━━━━━ Records supplied ━━━━━
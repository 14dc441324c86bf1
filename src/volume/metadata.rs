//! Volume Metadata Contract
//!
//! Reads and writes the labels, annotations and conditions a storage volume
//! carries. Raw strings are decoded into typed values here and nowhere else.

use crate::error::VolumeError;
use crate::volume::naming::{parse_serial, validate_tablespace_name, Role};
use crate::volume::status::VolumeStatus;
use k8s_openapi::api::core::v1::PersistentVolumeClaim;
use kube::ResourceExt;
use serde::{Deserialize, Serialize};
use tracing::debug;

// =============================================================================
// Keys
// =============================================================================

/// Prefix shared by every key the operator owns
pub const KEY_PREFIX: &str = "pgvolume.io";

/// Annotation carrying the volume readiness status
pub const STATUS_ANNOTATION: &str = "pgvolume.io/volumeStatus";

/// Annotation carrying the owning instance serial
pub const SERIAL_ANNOTATION: &str = "pgvolume.io/instanceSerial";

/// Label carrying the volume role
pub const ROLE_LABEL: &str = "pgvolume.io/volumeRole";

/// Label carrying the tablespace name of tablespace volumes
pub const TABLESPACE_LABEL: &str = "pgvolume.io/tablespaceName";

/// Label carrying the cluster name
pub const CLUSTER_LABEL: &str = "pgvolume.io/cluster";

/// Label carrying the owning instance name
pub const INSTANCE_LABEL: &str = "pgvolume.io/instanceName";

/// Condition set by the platform while a volume expansion is in flight
pub const RESIZING_CONDITION: &str = "Resizing";

pub const ROLE_DATA: &str = "PG_DATA";
pub const ROLE_WAL: &str = "PG_WAL";
pub const ROLE_TABLESPACE: &str = "PG_TABLESPACE";

// =============================================================================
// Phase
// =============================================================================

/// Binding phase reported by the platform
#[derive(Debug, Clone, Copy, Default, PartialEq, Eq, Serialize, Deserialize)]
pub enum VolumePhase {
    #[default]
    Pending,
    Bound,
    Lost,
}

impl std::fmt::Display for VolumePhase {
    fn fmt(&self, f: &mut std::fmt::Formatter<'_>) -> std::fmt::Result {
        match self {
            VolumePhase::Pending => write!(f, "Pending"),
            VolumePhase::Bound => write!(f, "Bound"),
            VolumePhase::Lost => write!(f, "Lost"),
        }
    }
}

// =============================================================================
// Readers
// =============================================================================

/// Decode the role from the role label
///
/// An absent label is the legacy primary-data volume. Both the split form
/// (`PG_TABLESPACE` plus the tablespace label) and the combined
/// `PG_TABLESPACE:<name>` form are accepted.
pub fn read_role(pvc: &PersistentVolumeClaim) -> Result<Role, VolumeError> {
    let labels = pvc.labels();
    let value = match labels.get(ROLE_LABEL) {
        None => return Ok(Role::PrimaryData),
        Some(value) => value.trim(),
    };

    let unknown = || VolumeError::unknown_role(pvc.name_any(), value);

    match value {
        ROLE_DATA => Ok(Role::PrimaryData),
        ROLE_WAL => Ok(Role::WriteAheadLog),
        ROLE_TABLESPACE => labels
            .get(TABLESPACE_LABEL)
            .filter(|name| validate_tablespace_name(name).is_ok())
            .map(|name| Role::Tablespace(name.clone()))
            .ok_or_else(unknown),
        _ => value
            .strip_prefix(ROLE_TABLESPACE)
            .and_then(|rest| rest.strip_prefix(':'))
            .filter(|name| validate_tablespace_name(name).is_ok())
            .map(|name| Role::Tablespace(name.to_string()))
            .ok_or_else(unknown),
    }
}

/// Decode the status annotation; absent or unrecognized means initializing
pub fn read_status(pvc: &PersistentVolumeClaim) -> VolumeStatus {
    match pvc.annotations().get(STATUS_ANNOTATION) {
        None => VolumeStatus::Initializing,
        Some(value) => VolumeStatus::parse(value).unwrap_or_else(|| {
            debug!(
                volume = %pvc.name_any(),
                value = %value,
                "Unrecognized volume status, treating as initializing"
            );
            VolumeStatus::Initializing
        }),
    }
}

/// Decode the serial annotation; `None` when the annotation is absent
pub fn read_serial(pvc: &PersistentVolumeClaim) -> Result<Option<u32>, VolumeError> {
    pvc.annotations()
        .get(SERIAL_ANNOTATION)
        .map(|value| parse_serial(value.trim()))
        .transpose()
        .map_err(|reason| VolumeError::malformed(pvc.name_any(), reason))
}

/// Whether a volume expansion is in flight
pub fn is_resizing(pvc: &PersistentVolumeClaim) -> bool {
    pvc.status
        .as_ref()
        .and_then(|status| status.conditions.as_ref())
        .map(|conditions| {
            conditions.iter().any(|c| {
                c.type_ == RESIZING_CONDITION && c.status.eq_ignore_ascii_case("true")
            })
        })
        .unwrap_or(false)
}

/// Binding phase; absent means pending
pub fn read_phase(pvc: &PersistentVolumeClaim) -> VolumePhase {
    match pvc.status.as_ref().and_then(|s| s.phase.as_deref()) {
        Some("Bound") => VolumePhase::Bound,
        Some("Lost") => VolumePhase::Lost,
        _ => VolumePhase::Pending,
    }
}

// =============================================================================
// Writers
// =============================================================================

/// Set the status annotation in memory
///
/// Refuses (returns `false`) while the volume is resizing or when the write
/// would move a ready volume back to initializing.
pub fn write_status(pvc: &mut PersistentVolumeClaim, status: VolumeStatus) -> bool {
    if is_resizing(pvc) || !read_status(pvc).can_become(status) {
        return false;
    }
    pvc.annotations_mut()
        .insert(STATUS_ANNOTATION.to_string(), status.as_str().to_string());
    true
}

/// Set the serial annotation in memory
pub fn write_serial(pvc: &mut PersistentVolumeClaim, serial: u32) {
    pvc.annotations_mut()
        .insert(SERIAL_ANNOTATION.to_string(), serial.to_string());
}

/// Set the role labels in memory
pub fn write_role(pvc: &mut PersistentVolumeClaim, role: &Role) {
    let labels = pvc.labels_mut();
    match role {
        Role::PrimaryData => {
            labels.insert(ROLE_LABEL.to_string(), ROLE_DATA.to_string());
            labels.remove(TABLESPACE_LABEL);
        }
        Role::WriteAheadLog => {
            labels.insert(ROLE_LABEL.to_string(), ROLE_WAL.to_string());
            labels.remove(TABLESPACE_LABEL);
        }
        Role::Tablespace(name) => {
            labels.insert(ROLE_LABEL.to_string(), ROLE_TABLESPACE.to_string());
            labels.insert(TABLESPACE_LABEL.to_string(), name.clone());
        }
    }
}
━━━━━
What you are asked to do: Show every line of the listing in which the string "bool" can be found.

Answer to this task:
pub fn is_resizing(pvc: &PersistentVolumeClaim) -> bool {
pub fn write_status(pvc: &mut PersistentVolumeClaim, status: VolumeStatus) -> bool {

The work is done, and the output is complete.